The role of miR-1303 in colon cancer and its possible molecular mechanism based on bioinformatics.

Colon cancer is a leading global malignancy with significant health burden. As key regulators of tumorigenesis, microRNAs (miRNAs) are implicated in colon cancer progression, yet the role of miR-1303-its clinical significance and molecular mechanism-remains unclear. This study aimed to investigate the regulatory effects of miR-1303 and validate its potential as an independent prognostic indicator. miR-1303 expression was analyzed via qRT-PCR in 117 paired CRC tissues and adjacent normal tissues.
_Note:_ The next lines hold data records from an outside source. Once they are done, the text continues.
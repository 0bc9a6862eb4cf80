//! Third-party identity providers

pub mod twitch;

pub use twitch::TwitchIdentity;
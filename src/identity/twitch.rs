//! Twitch Helix client: resolves a user access token to a display name

use std::time::Duration;

use reqwest::{Client, StatusCode};
use serde::Deserialize;
use thiserror::Error;

use crate::config::Config;

/// Resolves Twitch OAuth tokens into usernames
#[derive(Clone)]
pub struct TwitchIdentity {
    client: Client,
    client_id: Option<String>,
    users_url: String,
}

#[derive(Debug, Deserialize)]
struct UsersResponse {
    data: Vec<TwitchUser>,
}

#[derive(Debug, Deserialize)]
struct TwitchUser {
    login: String,
    #[serde(default)]
    display_name: Option<String>,
}

impl TwitchIdentity {
    pub fn new(config: &Config) -> Result<Self, reqwest::Error> {
        Self::with_endpoint(
            config.twitch_client_id.clone(),
            config.twitch_users_url.clone(),
            config.twitch_timeout,
        )
    }

    /// A lookup that outlives `timeout` fails with [`IdentityError::Request`]
    pub fn with_endpoint(
        client_id: Option<String>,
        users_url: String,
        timeout: Duration,
    ) -> Result<Self, reqwest::Error> {
        let client = Client::builder().timeout(timeout).build()?;

        Ok(Self {
            client,
            client_id,
            users_url,
        })
    }

    /// Public application id handed to browsers starting the OAuth flow
    pub fn client_id(&self) -> Option<&str> {
        self.client_id.as_deref()
    }

    /// Look up the user owning `token`
    pub async fn resolve(&self, token: &str) -> Result<String, IdentityError> {
        let client_id = self.client_id.as_deref().ok_or(IdentityError::NotConfigured)?;

        let response = self
            .client
            .get(&self.users_url)
            .header("Client-Id", client_id)
            .header("Authorization", format!("Bearer {}", token))
            .send()
            .await?;

        let status = response.status();
        if status == StatusCode::UNAUTHORIZED {
            return Err(IdentityError::InvalidToken);
        }
        if !status.is_success() {
            return Err(IdentityError::Api {
                status: status.as_u16(),
            });
        }

        let users: UsersResponse = response.json().await.map_err(IdentityError::Parse)?;
        users
            .data
            .into_iter()
            .next()
            .map(|user| user.display_name.filter(|name| !name.is_empty()).unwrap_or(user.login))
            .ok_or(IdentityError::NoUser)
    }
}

/// Why a token could not be turned into a username
#[derive(Debug, Error)]
pub enum IdentityError {
    #[error("Twitch login is not enabled on this server")]
    NotConfigured,

    #[error("Twitch request failed: {0}")]
    Request(#[from] reqwest::Error),

    #[error("Twitch rejected the access token")]
    InvalidToken,

    #[error("Twitch API error (status {status})")]
    Api { status: u16 },

    #[error("Failed to parse Twitch response: {0}")]
    Parse(reqwest::Error),

    #[error("Twitch returned no user for this token")]
    NoUser,
}
//! Hit model - which body part hurts which, and by how much

use serde::{Deserialize, Serialize};

/// The six named parts of a ragdoll
#[derive(Debug, Clone, Copy, PartialEq, Eq, Hash, PartialOrd, Ord, Serialize, Deserialize)]
#[serde(rename_all = "camelCase")]
pub enum PartName {
    Head,
    Body,
    LeftArm,
    RightArm,
    LeftLeg,
    RightLeg,
}

impl PartName {
    #[cfg(test)]
    pub const ALL: [PartName; 6] = [
        PartName::Head,
        PartName::Body,
        PartName::LeftArm,
        PartName::RightArm,
        PartName::LeftLeg,
        PartName::RightLeg,
    ];

    /// Category this part is struck as
    pub fn defender_category(self) -> DefenderCategory {
        match self {
            PartName::Head => DefenderCategory::Head,
            PartName::Body => DefenderCategory::Body,
            PartName::LeftArm | PartName::RightArm => DefenderCategory::Arm,
            PartName::LeftLeg | PartName::RightLeg => DefenderCategory::Leg,
        }
    }

    /// Category this part strikes as
    pub fn attack_type(self) -> AttackType {
        match self {
            PartName::LeftLeg | PartName::RightLeg => AttackType::Foot,
            PartName::LeftArm | PartName::RightArm => AttackType::Hand,
            PartName::Head | PartName::Body => AttackType::Other,
        }
    }
}

/// Where a hit lands
#[derive(Debug, Clone, Copy, PartialEq, Eq)]
pub enum DefenderCategory {
    Head,
    Body,
    Arm,
    Leg,
}

/// What a hit is delivered with
#[derive(Debug, Clone, Copy, PartialEq, Eq)]
pub enum AttackType {
    Foot,
    Hand,
    Other,
}

/// Damage dealt to `defender` by a hit delivered with `attacker`
pub fn damage(defender: DefenderCategory, attacker: AttackType) -> u32 {
    use AttackType::*;
    use DefenderCategory::*;

    match (defender, attacker) {
        (Head, Foot) => 40,
        (Head, Hand) => 25,
        (Head, Other) => 15,
        (Body, Foot) => 20,
        (Body, Hand) => 15,
        (Body, Other) => 10,
        (Arm | Leg, Foot) => 10,
        (Arm | Leg, Hand) => 5,
        (Arm | Leg, Other) => 3,
    }
}

/// Damage `defender` takes when struck by `attacker`
pub fn part_damage(defender: PartName, attacker: PartName) -> u32 {
    damage(defender.defender_category(), attacker.attack_type())
}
Clinical relevance was evaluated via Kaplan-Meier survival curves and Cox proportional hazards modeling. Functional assays (CCK-8, Transwell migration/invasion, luciferase reporter) were performed in SW480 and HCT116 cells. Target genes were predicted using miRDB and TargetScan. Rescue experiments confirmed miR-1303 regulates CRC progression by targeting TMEM108. miR-1303 was significantly upregulated in colon cancer tissues compared to normal tissues (p < 0.001) and correlated with advanced TNM stage (p = 0.021), lymph node metastasis (p = 0.005), poor differentiation (p = 0.031), and larger tumor size (p = 0.044). High miR-1303 expression predicted poorer overall survival (p = 0.001) and was recognized as an independent predictor of prognosis (HR = 2.096, 95% CI = 1.080-4.071). Functional studies revealed that miR-1303 inhibition suppressed colon cancer cell proliferation, migration, and invasion. Mechanistically, miR-1303 directly targeted the TMEM108, leading to its post-transcriptional repression. Upregulated miR-1303 in colon cancer served as a poor prognosis predictor. miR-1303 promotes tumor progression in colon cancer by targeting TMEM108.